Once they're in, though, students can take advantage of a valuable alumni network and helpful incubator programs that facilitate tech entrepreneurship. (PayPal cofounder Peter Thiel, LinkedIn cofounder Reid Hoffman, and Yahoo CEO Marissa Mayer all went to Stanford, while Dropbox CEO Drew Houston and Qualcomm cofounder Irwin Jacobs went to MIT.)

These tech schools actively encourage students to venture into tech careers by offering tech courses and programs that are designed to encourage entrepreneurship in the tech industry.
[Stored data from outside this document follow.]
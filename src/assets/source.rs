//! 资源来源选择
//!
//! 选择顺序：
//! 1. 显式源目录（`--source` / `BELMONT_SOURCE`）
//! 2. 嵌入资源（`embed` feature）
//! 3. 从可执行文件所在目录、当前目录向上查找源目录（最多 10 层）

use std::env;
use std::path::{Path, PathBuf};

use tracing::{debug, info};

use super::local::is_source_root;
use super::{AssetProvider, LocalProvider, HAS_EMBEDDED_FILES};
use crate::error::AssetError;

const MAX_ANCESTORS: usize = 10;

/// 来源选择参数
#[derive(Debug, Clone, Default)]
pub struct SourceOptions {
    /// 显式指定的源目录
    pub source: Option<PathBuf>,
    /// 额外的查找起点（默认为可执行文件目录与当前目录）
    pub search_from: Vec<PathBuf>,
}

impl SourceOptions {
    pub fn with_source(source: Option<PathBuf>) -> Self {
        Self {
            source,
            search_from: Vec::new(),
        }
    }

    fn search_roots(&self) -> Vec<PathBuf> {
        if !self.search_from.is_empty() {
            return self.search_from.clone();
        }

        let mut roots = Vec::new();
        if let Some(dir) = env::current_exe()
            .ok()
            .and_then(|exe| exe.parent().map(Path::to_path_buf))
        {
            roots.push(dir);
        }
        if let Ok(cwd) = env::current_dir() {
            roots.push(cwd);
        }
        roots
    }
}

/// 解析出本次运行使用的资源 provider
pub fn resolve_provider(options: &SourceOptions) -> Result<Box<dyn AssetProvider>, AssetError> {
    if let Some(source) = &options.source {
        info!("Using explicit source {}", source.display());
        return Ok(Box::new(LocalProvider::new(source.clone())?));
    }

    if let Some(provider) = embedded_provider() {
        info!("Using embedded assets");
        return Ok(provider);
    }

    for start in options.search_roots() {
        if let Some(root) = discover_source_root(&start) {
            info!("Discovered source {}", root.display());
            return Ok(Box::new(LocalProvider::new(root)?));
        }
    }

    Err(AssetError::NoSource)
}

#[cfg(feature = "embed")]
fn embedded_provider() -> Option<Box<dyn AssetProvider>> {
    debug_assert!(HAS_EMBEDDED_FILES);
    Some(Box::new(super::EmbeddedProvider::new()))
}

#[cfg(not(feature = "embed"))]
fn embedded_provider() -> Option<Box<dyn AssetProvider>> {
    debug!(embedded = HAS_EMBEDDED_FILES, "Binary was built without embedded assets");
    None
}

/// 从 `start` 向上查找同时包含 skills/ 与 agents/ 的目录
pub fn discover_source_root(start: &Path) -> Option<PathBuf> {
    let mut current = Some(start);
    for _ in 0..=MAX_ANCESTORS {
        let dir = current?;
        if is_source_root(dir) {
            return Some(dir.to_path_buf());
        }
        current = dir.parent();
    }
    debug!("No source root above {}", start.display());
    None
}

#[cfg(test)]
mod tests {
    use super::*;
    use crate::assets::{AssetOrigin, AssetTree};
    use std::fs;
    use tempfile::TempDir;

    fn make_source(root: &Path) {
        fs::create_dir_all(root.join("skills")).unwrap();
        fs::create_dir_all(root.join("agents")).unwrap();
        fs::write(root.join("agents/a.md"), "a").unwrap();
    }

    #[test]
    fn test_discover_from_nested_dir() {
        let temp = TempDir::new().unwrap();
        make_source(temp.path());
        let nested = temp.path().join("target/release/deps");
        fs::create_dir_all(&nested).unwrap();

        let found = discover_source_root(&nested).unwrap();
        assert_eq!(found, temp.path());
    }

    #[test]
    fn test_discover_none() {
        let temp = TempDir::new().unwrap();
        let nested = temp.path().join("a/b");
        fs::create_dir_all(&nested).unwrap();

        // 临时目录的祖先中不应存在源目录
        if discover_source_root(temp.path()).is_none() {
            assert!(discover_source_root(&nested).is_none());
        }
    }

    #[test]
    fn test_explicit_source_wins() {
        let temp = TempDir::new().unwrap();
        make_source(temp.path());

        let provider =
            resolve_provider(&SourceOptions::with_source(Some(temp.path().to_path_buf())))
                .unwrap();
        assert_eq!(provider.origin(), AssetOrigin::Local(temp.path().to_path_buf()));
        assert_eq!(provider.list(AssetTree::Agents).unwrap(), vec!["a.md"]);
    }

    #[test]
    fn test_explicit_source_must_be_valid() {
        let temp = TempDir::new().unwrap();
        let result = resolve_provider(&SourceOptions::with_source(Some(temp.path().to_path_buf())));
        assert!(matches!(result, Err(AssetError::SourceMissing { .. })));
    }

    #[cfg(not(feature = "embed"))]
    #[test]
    fn test_discovery_used_without_embed() {
        let temp = TempDir::new().unwrap();
        make_source(temp.path());
        let nested = temp.path().join("bin");
        fs::create_dir_all(&nested).unwrap();

        let options = SourceOptions {
            source: None,
            search_from: vec![nested],
        };
        let provider = resolve_provider(&options).unwrap();
        assert_eq!(provider.origin(), AssetOrigin::Local(temp.path().to_path_buf()));
    }

    #[cfg(feature = "embed")]
    #[test]
    fn test_embedded_preferred_over_discovery() {
        let temp = TempDir::new().unwrap();
        make_source(temp.path());

        let options = SourceOptions {
            source: None,
            search_from: vec![temp.path().to_path_buf()],
        };
        let provider = resolve_provider(&options).unwrap();
        assert_eq!(provider.origin(), AssetOrigin::Embedded);
    }
}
About 90% of Stanford undergrads take at least one programming class during their time in college, and the university offers StartX, a nonprofit accelerator funded by Stanford University, that caters exclusively to its alums. Since last September, StartX has backed 50 ventures with a total of $16.4 million, according to Fortune. Since 2009, 16 of the accelerator's companies have been acquired by such giants as Google, Dropbox, and Yahoo.

Similarly, MIT has the Entrepreneurship Project, an intensive one-semester class where teams of students work on developing ideas for their own tech companies, with the guidance of venture capitalists, MIT faculty, and other mentors from the business world. At the Media Lab, research groups work on developing disruptive technologies.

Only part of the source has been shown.